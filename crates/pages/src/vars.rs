//! Variable resolution over the sorted pages.
//!
//! Responsibilities:
//! - Resolve the effective value of a key across all pages.
//! - Provide typed accessors that parse the winning value.
//!
//! Does NOT handle:
//! - Page ordering (see `registry.rs`; resolution consumes the sorted
//!   views as-is).
//!
//! Invariants:
//! - Explicit pages are consulted before implicit pages; within each
//!   collection, pages are visited in sorted (descending-priority) order.
//! - Within one page, the last declaration of a key wins.

use serde::Serialize;
use thiserror::Error;

use crate::page::PageOrigin;
use crate::registry::PageRegistry;

/// One match for a key, with the page it came from.
#[derive(Debug, Clone, PartialEq, Eq, Serialize)]
pub struct Resolved {
    pub key: String,
    pub value: String,
    pub page: String,
    pub origin: PageOrigin,
    pub priority: i32,
}

/// Errors from typed resolution.
#[derive(Error, Debug)]
pub enum ResolveError {
    #[error("invalid value for {key}: {value:?} is not a {expected}")]
    Invalid {
        key: String,
        value: String,
        expected: &'static str,
    },
}

impl PageRegistry {
    /// The effective value of `key`, from the first page declaring it in
    /// resolution order.
    pub fn resolve(&self, key: &str) -> Option<String> {
        self.pages_in_resolution_order()
            .iter()
            .find_map(|page| page.lookup(key))
            .map(|d| d.value)
    }

    /// Every match for `key`, in precedence order, with provenance.
    pub fn resolve_all(&self, key: &str) -> Vec<Resolved> {
        self.pages_in_resolution_order()
            .iter()
            .filter_map(|page| {
                page.lookup(key).map(|d| Resolved {
                    key: d.key,
                    value: d.value,
                    page: page.name().to_string(),
                    origin: page.origin(),
                    priority: page.priority(),
                })
            })
            .collect()
    }

    /// Resolve `key` as a boolean. Accepts `true`/`false`, `t`/`f`,
    /// `1`/`0`, `yes`/`no`, case-insensitively.
    pub fn resolve_bool(&self, key: &str) -> Result<Option<bool>, ResolveError> {
        self.resolve_parsed(key, "boolean", parse_bool)
    }

    /// Resolve `key` as a signed integer.
    pub fn resolve_i64(&self, key: &str) -> Result<Option<i64>, ResolveError> {
        self.resolve_parsed(key, "integer", |v| v.parse().ok())
    }

    /// Resolve `key` as a floating-point number.
    pub fn resolve_f64(&self, key: &str) -> Result<Option<f64>, ResolveError> {
        self.resolve_parsed(key, "number", |v| v.parse().ok())
    }

    fn resolve_parsed<T>(
        &self,
        key: &str,
        expected: &'static str,
        parse: impl Fn(&str) -> Option<T>,
    ) -> Result<Option<T>, ResolveError> {
        match self.resolve(key) {
            None => Ok(None),
            Some(value) => parse(&value).map(Some).ok_or_else(|| ResolveError::Invalid {
                key: key.to_string(),
                value,
                expected,
            }),
        }
    }
}

fn parse_bool(value: &str) -> Option<bool> {
    match value.to_ascii_lowercase().as_str() {
        "true" | "t" | "1" | "yes" => Some(true),
        "false" | "f" | "0" | "no" => Some(false),
        _ => None,
    }
}

#[cfg(test)]
mod tests {
    use super::*;
    use crate::registry::RegistryOptions;
    use crate::search_path::SearchPath;

    fn registry() -> PageRegistry {
        RegistryOptions::new()
            .with_search_path(SearchPath::new())
            .build()
            .unwrap()
    }

    #[test]
    fn test_resolve_highest_priority_wins() {
        let r = registry();
        r.register_explicit_page_text("defaults", 0, "audio-volume 0.5\n");
        r.register_explicit_page_text("user", 10, "audio-volume 0.9\n");

        assert_eq!(r.resolve("audio-volume").as_deref(), Some("0.9"));
    }

    #[test]
    fn test_resolve_equal_priority_earlier_registration_wins() {
        let r = registry();
        r.register_explicit_page_text("first", 0, "threads 2\n");
        r.register_explicit_page_text("second", 0, "threads 8\n");

        assert_eq!(r.resolve("threads").as_deref(), Some("2"));
    }

    #[test]
    fn test_resolve_missing_key() {
        let r = registry();
        r.register_explicit_page_text("only", 0, "a 1\n");
        assert!(r.resolve("missing").is_none());
    }

    #[test]
    fn test_resolve_all_provenance() {
        let r = registry();
        r.register_explicit_page_text("defaults", 0, "threads 2\n");
        r.register_explicit_page_text("user", 10, "threads 8\n");

        let all = r.resolve_all("threads");
        assert_eq!(all.len(), 2);
        assert_eq!(all[0].page, "user");
        assert_eq!(all[0].value, "8");
        assert_eq!(all[0].priority, 10);
        assert_eq!(all[1].page, "defaults");
        assert_eq!(all[1].origin, PageOrigin::Explicit);
    }

    #[test]
    fn test_resolve_bool_spellings() {
        let r = registry();
        r.register_explicit_page_text(
            "flags",
            0,
            "f1 true\nf2 T\nf3 1\nf4 yes\nf5 false\nf6 F\nf7 0\nf8 no\n",
        );
        for key in ["f1", "f2", "f3", "f4"] {
            assert_eq!(r.resolve_bool(key).unwrap(), Some(true), "{key}");
        }
        for key in ["f5", "f6", "f7", "f8"] {
            assert_eq!(r.resolve_bool(key).unwrap(), Some(false), "{key}");
        }
    }

    #[test]
    fn test_resolve_bool_invalid() {
        let r = registry();
        r.register_explicit_page_text("flags", 0, "flag maybe\n");
        assert!(matches!(
            r.resolve_bool("flag"),
            Err(ResolveError::Invalid { .. })
        ));
    }

    #[test]
    fn test_resolve_numbers() {
        let r = registry();
        r.register_explicit_page_text("nums", 0, "width 1280\nscale 1.5\n");
        assert_eq!(r.resolve_i64("width").unwrap(), Some(1280));
        assert_eq!(r.resolve_f64("scale").unwrap(), Some(1.5));
        assert_eq!(r.resolve_i64("absent").unwrap(), None);
        assert!(r.resolve_i64("scale").is_err());
    }
}
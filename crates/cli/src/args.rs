//! CLI argument definitions and parsing.
//!
//! Responsibilities:
//! - Define the CLI structure using clap derive macros.
//! - Parse command-line arguments and environment variables.
//!
//! Non-responsibilities:
//! - Does not execute commands (see `commands` module).
//! - Does not build the registry (see `main`).

use std::path::PathBuf;

use clap::{Parser, Subcommand};

use confstack_pages::constants::{ENV_PAGE_DIR, ENV_PAGE_PATH};

#[derive(Parser)]
#[command(name = "confstack")]
#[command(about = "Inspect and resolve layered configuration pages", long_about = None)]
#[command(version)]
#[command(
    after_help = "Examples:\n  confstack pages\n  confstack --dir ./config get window-title\n  confstack get audio-volume --all --output json\n  confstack encrypt defaults.prc --password s3cret\n"
)]
pub struct Cli {
    /// Additional search directory, consulted before the search path
    #[arg(long, global = true, env = ENV_PAGE_DIR, value_name = "DIR")]
    pub dir: Option<PathBuf>,

    /// Search-path string in the platform's path-list syntax
    #[arg(long, global = true, env = ENV_PAGE_PATH, value_name = "PATH")]
    pub path: Option<String>,

    /// Password for encrypted pages (otherwise the OS keyring or
    /// CONFSTACK_CONFIG_KEY provides the key)
    #[arg(long, global = true)]
    pub password: Option<String>,

    /// Output format (table, json)
    #[arg(short, long, global = true, default_value = "table")]
    pub output: String,

    #[command(subcommand)]
    pub command: Commands,
}

#[derive(Subcommand)]
pub enum Commands {
    /// List pages in resolution order
    Pages,

    /// Resolve the effective value of a key
    Get {
        /// The configuration key to resolve
        key: String,

        /// Show every match with provenance, not just the winner
        #[arg(long)]
        all: bool,
    },

    /// List the filename pattern families used to classify page files
    Patterns,

    /// Encrypt a page file into the encrypted container format
    Encrypt {
        /// Plain page file to encrypt
        input: PathBuf,

        /// Destination file (defaults to the input with a .pre extension)
        #[arg(id = "encrypt_output", short = 'f', long = "file", value_name = "FILE")]
        output: Option<PathBuf>,
    },

    /// Decrypt an encrypted page file
    Decrypt {
        /// Encrypted page file to decrypt
        input: PathBuf,

        /// Destination file (defaults to the input with a .prc extension)
        #[arg(id = "decrypt_output", short = 'f', long = "file", value_name = "FILE")]
        output: Option<PathBuf>,
    },
}
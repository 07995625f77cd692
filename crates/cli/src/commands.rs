//! Command implementations for the confstack CLI.
//!
//! Responsibilities:
//! - Render pages, resolutions, and patterns as a table or JSON.
//! - Encrypt and decrypt page files with the container format.
//!
//! Does NOT handle:
//! - Argument parsing (see `args.rs`).
//! - Registry construction (see `main.rs`).

use std::path::{Path, PathBuf};

use anyhow::{Context, Result};
use serde::Serialize;

use confstack_pages::{PageCipher, PageRegistry, PatternFamily, Resolved};

use crate::error::ExitCode;

/// Output rendering selected with `--output`.
#[derive(Debug, Clone, Copy, PartialEq, Eq)]
pub enum OutputFormat {
    Table,
    Json,
}

impl OutputFormat {
    /// Parse the `--output` argument; `None` for unrecognized formats.
    pub fn from_arg(arg: &str) -> Option<Self> {
        match arg {
            "table" => Some(Self::Table),
            "json" => Some(Self::Json),
            _ => None,
        }
    }
}

#[derive(Serialize)]
struct PageRow {
    name: String,
    origin: confstack_pages::PageOrigin,
    priority: i32,
    declarations: usize,
}

/// `confstack pages` - list pages in resolution order.
pub fn run_pages(registry: &PageRegistry, format: OutputFormat) -> Result<ExitCode> {
    let rows: Vec<PageRow> = registry
        .pages_in_resolution_order()
        .iter()
        .map(|p| PageRow {
            name: p.name().to_string(),
            origin: p.origin(),
            priority: p.priority(),
            declarations: p.num_declarations(),
        })
        .collect();

    match format {
        OutputFormat::Json => println!("{}", serde_json::to_string_pretty(&rows)?),
        OutputFormat::Table => {
            println!("{:<10} {:>8} {:>6}  {}", "ORIGIN", "PRIORITY", "DECLS", "PAGE");
            for row in &rows {
                println!(
                    "{:<10} {:>8} {:>6}  {}",
                    format!("{:?}", row.origin).to_lowercase(),
                    row.priority,
                    row.declarations,
                    row.name
                );
            }
        }
    }
    Ok(ExitCode::Success)
}

/// `confstack get <key>` - resolve the effective value of a key.
pub fn run_get(
    registry: &PageRegistry,
    key: &str,
    all: bool,
    format: OutputFormat,
) -> Result<ExitCode> {
    if all {
        let matches: Vec<Resolved> = registry.resolve_all(key);
        if matches.is_empty() {
            eprintln!("key '{key}' is not declared by any page");
            return Ok(ExitCode::KeyNotFound);
        }
        match format {
            OutputFormat::Json => println!("{}", serde_json::to_string_pretty(&matches)?),
            OutputFormat::Table => {
                println!("{:<10} {:>8}  {:<24} {}", "ORIGIN", "PRIORITY", "VALUE", "PAGE");
                for m in &matches {
                    println!(
                        "{:<10} {:>8}  {:<24} {}",
                        format!("{:?}", m.origin).to_lowercase(),
                        m.priority,
                        m.value,
                        m.page
                    );
                }
            }
        }
        return Ok(ExitCode::Success);
    }

    match registry.resolve(key) {
        Some(value) => {
            match format {
                OutputFormat::Json => {
                    #[derive(Serialize)]
                    struct GetOutput<'a> {
                        key: &'a str,
                        value: &'a str,
                    }
                    println!("{}", serde_json::to_string(&GetOutput { key, value: &value })?)
                }
                OutputFormat::Table => println!("{value}"),
            }
            Ok(ExitCode::Success)
        }
        None => {
            eprintln!("key '{key}' is not declared by any page");
            Ok(ExitCode::KeyNotFound)
        }
    }
}

#[derive(Serialize)]
struct PatternRow {
    family: PatternFamily,
    patterns: Vec<String>,
}

/// `confstack patterns` - list the pattern families.
pub fn run_patterns(registry: &PageRegistry, format: OutputFormat) -> Result<ExitCode> {
    let rows: Vec<PatternRow> = PatternFamily::ALL
        .into_iter()
        .map(|family| PatternRow {
            family,
            patterns: registry.patterns(family),
        })
        .collect();

    match format {
        OutputFormat::Json => println!("{}", serde_json::to_string_pretty(&rows)?),
        OutputFormat::Table => {
            for row in &rows {
                let joined = if row.patterns.is_empty() {
                    "(none)".to_string()
                } else {
                    row.patterns.join(" ")
                };
                println!("{:<12} {}", format!("{:?}", row.family).to_lowercase(), joined);
            }
        }
    }
    Ok(ExitCode::Success)
}

/// `confstack encrypt <input>` - wrap a page file in the encrypted
/// container.
pub fn run_encrypt(cipher: &PageCipher, input: &Path, output: Option<PathBuf>) -> Result<ExitCode> {
    let plaintext = std::fs::read(input)
        .with_context(|| format!("failed to read page file {}", input.display()))?;
    let container = cipher
        .encrypt_page(&plaintext)
        .context("failed to encrypt page")?;
    let output = output.unwrap_or_else(|| input.with_extension("pre"));
    std::fs::write(&output, container)
        .with_context(|| format!("failed to write {}", output.display()))?;
    println!("{}", output.display());
    Ok(ExitCode::Success)
}

/// `confstack decrypt <input>` - unwrap an encrypted page file.
pub fn run_decrypt(cipher: &PageCipher, input: &Path, output: Option<PathBuf>) -> Result<ExitCode> {
    let container = std::fs::read(input)
        .with_context(|| format!("failed to read page file {}", input.display()))?;
    let plaintext = cipher
        .decrypt_page(&container)
        .context("failed to decrypt page")?;
    let output = output.unwrap_or_else(|| input.with_extension("prc"));
    std::fs::write(&output, plaintext)
        .with_context(|| format!("failed to write {}", output.display()))?;
    println!("{}", output.display());
    Ok(ExitCode::Success)
}

#[cfg(test)]
mod tests {
    use super::*;

    #[test]
    fn test_output_format_parsing() {
        assert_eq!(OutputFormat::from_arg("table"), Some(OutputFormat::Table));
        assert_eq!(OutputFormat::from_arg("json"), Some(OutputFormat::Json));
        assert_eq!(OutputFormat::from_arg("yaml"), None);
    }
}
/*
 *  SteamLadder bot - Discord bot for looking up SteamLadder profiles within Discord.
 *  Copyright (C) 2025  Manuel de Castro
 *
 *  This program is free software: you can redistribute it and/or modify
 *  it under the terms of the GNU General Public License as published by
 *  the Free Software Foundation, either version 3 of the License, or
 *  (at your option) any later version.
 *
 *  This program is distributed in the hope that it will be useful,
 *  but WITHOUT ANY WARRANTY; without even the implied warranty of
 *  MERCHANTABILITY or FITNESS FOR A PARTICULAR PURPOSE.  See the
 *  GNU General Public License for more details.
 *
 *  You should have received a copy of the GNU General Public License
 *  along with this program.  If not, see <https://www.gnu.org/licenses/>.
 */
//! Rendering of SteamLadder profiles as Discord embeds.
//!
//! Every view starts from the same base card (name, avatar, location, colour), and then one of the
//! extension functions appends its own fields. Rendering is pure: the resulting [`View`] is only
//! turned into a serenity embed when replying.
use crate::profile::{is_set, non_empty, nonzero, ProfileResponse, Scope, Stat};
use crate::utils::{format_currency, group_thousands, minutes_to_hours};
use getset::{CopyGetters, Getters};
use poise::serenity_prelude::{Colour, CreateEmbed, CreateEmbedAuthor, CreateEmbedFooter};

/// Accent colour for profiles without a custom name colour.
pub const DEFAULT_COLOUR: u32 = 0x5E70E4;
pub const STEAMLADDER_URL: &str = "https://steamladder.com";

const PRIVATE: &str = ":lock: Private";
const PUBLIC: &str = ":green_circle: Public";
const UNKNOWN: &str = "Unknown";

pub const VALUE_FOOTER: &str =
    "Values are estimates based on current Steam store prices, not on what was actually paid.";

/// One named field of an embed.
#[derive(Debug, Clone, PartialEq, Eq, Getters, CopyGetters)]
pub struct EmbedField {
    #[getset(get = "pub")]
    name: String,
    #[getset(get = "pub")]
    value: String,
    #[getset(get_copy = "pub")]
    inline: bool,
}

/// A rendered profile, ready to be sent as an embed.
#[derive(Debug, Clone, PartialEq, Getters, CopyGetters)]
pub struct View {
    #[getset(get = "pub")]
    author_name: String,
    #[getset(get = "pub")]
    author_url: Option<String>,
    #[getset(get = "pub")]
    author_icon: Option<String>,
    #[getset(get = "pub")]
    thumbnail: Option<String>,
    #[getset(get = "pub")]
    description: Option<String>,
    #[getset(get_copy = "pub")]
    colour: u32,
    #[getset(get = "pub")]
    fields: Vec<EmbedField>,
    #[getset(get = "pub")]
    footer: Option<String>,
}

impl View {
    fn add_field(&mut self, name: impl Into<String>, value: impl Into<String>, inline: bool) {
        self.fields.push(EmbedField {
            name: name.into(),
            value: value.into(),
            inline,
        });
    }

    /// Value of the first field with the given name.
    pub fn field(&self, name: &str) -> Option<&str> {
        self.fields
            .iter()
            .find(|f| f.name == name)
            .map(|f| f.value.as_str())
    }
}

impl From<View> for CreateEmbed {
    fn from(view: View) -> CreateEmbed {
        let mut author = CreateEmbedAuthor::new(view.author_name);
        if let Some(url) = view.author_url {
            author = author.url(url);
        }
        if let Some(icon) = view.author_icon {
            author = author.icon_url(icon);
        }

        let mut embed = CreateEmbed::new()
            .author(author)
            .colour(Colour::new(view.colour))
            .fields(
                view.fields
                    .into_iter()
                    .map(|f| (f.name, f.value, f.inline)),
            );
        if let Some(thumbnail) = view.thumbnail {
            embed = embed.thumbnail(thumbnail);
        }
        if let Some(description) = view.description {
            embed = embed.description(description);
        }
        if let Some(footer) = view.footer {
            embed = embed.footer(CreateEmbedFooter::new(footer));
        }

        embed
    }
}

/// The lookups the bot offers, one per command.
#[derive(Debug, Clone, Copy, PartialEq, Eq)]
pub enum ViewKind {
    Rank,
    Profile,
    Value,
    Status,
}

impl ViewKind {
    /// Renders the base card extended with this kind's fields.
    pub fn render(self, profile: &ProfileResponse) -> View {
        let base = base_view(profile);
        match self {
            ViewKind::Rank => rank_view(base, profile),
            ViewKind::Profile => profile_view(base, profile),
            ViewKind::Value => value_view(base, profile),
            ViewKind::Status => status_view(base, profile),
        }
    }
}

/* Base card: */

/// Card shared by every lookup: who the profile belongs to, where they are, and their colour.
pub fn base_view(profile: &ProfileResponse) -> View {
    let steam = profile.steam();
    let extra = steam.extra();

    let description = non_empty(extra.country_code()).map(|country_code| {
        let country_code = country_code.to_lowercase();
        format!(
            ":flag_{cc}: [{country}]({url}/ladder/xp/{cc}), [{region}]({url}/ladder/xp/{region_slug})",
            cc = country_code,
            country = extra.country_name().as_deref().unwrap_or(UNKNOWN),
            region = extra.region_name().as_deref().unwrap_or(UNKNOWN),
            region_slug = extra.region_url_name().as_deref().unwrap_or_default(),
            url = STEAMLADDER_URL,
        )
    });

    let author_name = non_empty(steam.name())
        .or(non_empty(steam.id()))
        .unwrap_or(UNKNOWN)
        .to_string();

    let mut view = View {
        author_name,
        author_url: non_empty(steam.id()).map(|id| format!("{}/profile/{}", STEAMLADDER_URL, id)),
        author_icon: steam.avatar().icon().clone(),
        thumbnail: steam.avatar().full().clone(),
        description,
        colour: name_colour(profile.steamladder().settings().custom_name_color()),
        fields: Vec::new(),
        footer: None,
    };

    let patreon = profile.steamladder().patreon();
    if is_set(patreon.active()) {
        view.add_field("Patron", patron_badge(patreon.tier().as_deref()), true);
    }

    if is_set(steam.is_private_profile()) {
        view.add_field("Profile status", PRIVATE, false);
    }

    view
}

/// Parses a custom name colour (`ff8800` or `#ff8800`), falling back to the default colour.
fn name_colour(custom: &Option<String>) -> u32 {
    let Some(custom) = non_empty(custom) else {
        return DEFAULT_COLOUR;
    };

    match u32::from_str_radix(custom.trim_start_matches('#'), 16) {
        Ok(colour) if colour <= 0xFFFFFF => colour,
        _ => {
            tracing::warn!(colour = custom, "Ignoring invalid custom name colour");
            DEFAULT_COLOUR
        }
    }
}

/// Decoration for SteamLadder's Patreon supporters, by tier.
fn patron_badge(tier: Option<&str>) -> String {
    let Some(tier) = tier.filter(|t| !t.is_empty()) else {
        return ":heart: Patron".to_string();
    };

    let emoji = match tier.to_lowercase().as_str() {
        "bronze" => ":third_place:",
        "silver" => ":second_place:",
        "gold" => ":first_place:",
        "platinum" | "diamond" => ":gem:",
        _ => ":heart:",
    };

    format!("{} {} patron", emoji, tier)
}

/* Extensions: */

fn stat_label(stat: Stat) -> &'static str {
    match stat {
        Stat::Xp => "Level",
        Stat::Playtime => "Playtime",
        Stat::Games => "Games",
    }
}

/// Worldwide, regional and national positions for every ranked statistic.
///
/// Regional and national positions are only listed under a worldwide position.
pub fn rank_view(mut view: View, profile: &ProfileResponse) -> View {
    let ranking = profile.steamladder().ranking();

    view.add_field(
        "W / R / N",
        "**W**orldwide, **R**egional, **N**ational",
        false,
    );

    for stat in Stat::ALL {
        let label = stat_label(stat);

        let Some(worldwide) = nonzero(ranking.rank(Scope::Worldwide, stat)) else {
            continue;
        };
        view.add_field(format!("{} (W)", label), group_thousands(worldwide), true);

        if let Some(regional) = nonzero(ranking.rank(Scope::Regional, stat)) {
            view.add_field(format!("{} (R)", label), group_thousands(regional), true);
        }
        if let Some(national) = nonzero(ranking.rank(Scope::National, stat)) {
            view.add_field(format!("{} (N)", label), group_thousands(national), true);
        }
    }

    view
}

/// Summary of the account: level, playtime, games, worldwide ranks and most played game.
pub fn profile_view(mut view: View, profile: &ProfileResponse) -> View {
    let extra = profile.steam().extra();
    let ranking = profile.steamladder().ranking();

    if let Some(level) = nonzero(extra.level()) {
        view.add_field("Level", level.to_string(), true);
    }

    match nonzero(extra.playtime_min()) {
        Some(minutes) => view.add_field(
            "Playtime",
            format!("{}h", group_thousands(minutes_to_hours(minutes))),
            true,
        ),
        None => view.add_field("Playtime", PRIVATE, true),
    }

    match nonzero(extra.games()) {
        Some(games) => view.add_field("Games", group_thousands(games), true),
        None => view.add_field("Games", PRIVATE, true),
    }

    // The three worldwide ranks are listed together, whenever the level rank is known.
    if nonzero(ranking.rank(Scope::Worldwide, Stat::Xp)).is_some() {
        for stat in Stat::ALL {
            let rank = ranking
                .rank(Scope::Worldwide, stat)
                .map(group_thousands)
                .unwrap_or_else(|| "-".to_string());
            view.add_field(format!("{} rank", stat_label(stat)), rank, true);
        }
    }

    if let Some(game) = extra.most_played().first() {
        let name = game.name().as_deref().unwrap_or(UNKNOWN);
        let hours = group_thousands(minutes_to_hours(game.playtime_min().unwrap_or(0)));
        let value = match non_empty(game.id()) {
            Some(id) => format!(
                "[{}]({}/ladder/playtime/{}) ({}h)",
                name, STEAMLADDER_URL, id, hours
            ),
            None => format!("{} ({}h)", name, hours),
        };
        view.add_field("Most played game", value, false);
    }

    view
}

/// Amount rounded to whole cents, as it is displayed.
fn round_cents(amount: f64) -> f64 {
    (amount * 100.0).round() / 100.0
}

/// Estimated account value, split in level, games and donations.
pub fn value_view(mut view: View, profile: &ProfileResponse) -> View {
    let value = profile.steamladder().value();
    let total = round_cents(value.total());

    if total > 0.0 {
        view.add_field("Total value", format_currency(total), false);

        if let Some(level) = value.level().filter(|v| round_cents(*v) != 0.0) {
            view.add_field("Level value", format_currency(level), true);
        }
        if let Some(games) = value.games_current().filter(|v| round_cents(*v) != 0.0) {
            view.add_field("Games value", format_currency(games), true);
        }
        view.add_field(
            "Donator value",
            format_currency(value.donator_value().unwrap_or(0.0)),
            true,
        );
    } else {
        view.add_field(
            "Value",
            "No value has been calculated for this profile yet. \
            Try again with `update` to request an update of the profile.",
            false,
        );
    }

    view.footer = Some(VALUE_FOOTER.to_string());

    view
}

fn visibility(private: Option<bool>) -> &'static str {
    match private {
        Some(true) => PRIVATE,
        Some(false) => PUBLIC,
        None => UNKNOWN,
    }
}

fn ban_flag(banned: Option<bool>) -> &'static str {
    match banned {
        Some(true) => ":no_entry: Banned",
        Some(false) => ":white_check_mark: Not banned",
        None => UNKNOWN,
    }
}

/// Visibility of the profile and its bans.
pub fn status_view(mut view: View, profile: &ProfileResponse) -> View {
    let steam = profile.steam();
    let extra = steam.extra();

    view.add_field("Profile", visibility(steam.is_private_profile()), true);
    view.add_field("Games", visibility(steam.is_private_games()), true);
    view.add_field("Playtime", visibility(steam.is_private_playtime()), true);

    view.add_field("Community ban", ban_flag(extra.community_banned()), true);
    view.add_field("VAC ban", ban_flag(extra.vac_banned()), true);

    let game_bans = match extra.game_bans() {
        Some(0) => ":white_check_mark: Not banned".to_string(),
        Some(count) => format!(":no_entry: {}", count),
        None => UNKNOWN.to_string(),
    };
    view.add_field("Game bans", game_bans, true);

    let trade_status = match extra.economy_ban().as_deref() {
        Some("none") => ":white_check_mark: Tradable".to_string(),
        Some(restriction) => format!(":no_entry: {}", restriction),
        None => UNKNOWN.to_string(),
    };
    view.add_field("Trade status", trade_status, true);

    view
}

###

Would you copy every line of the entries in which "return" appears?

            return Ok(ExitCode::KeyNotFound);
        return Ok(ExitCode::Success);
        return DEFAULT_COLOUR;
        return ":heart: Patron".to_string();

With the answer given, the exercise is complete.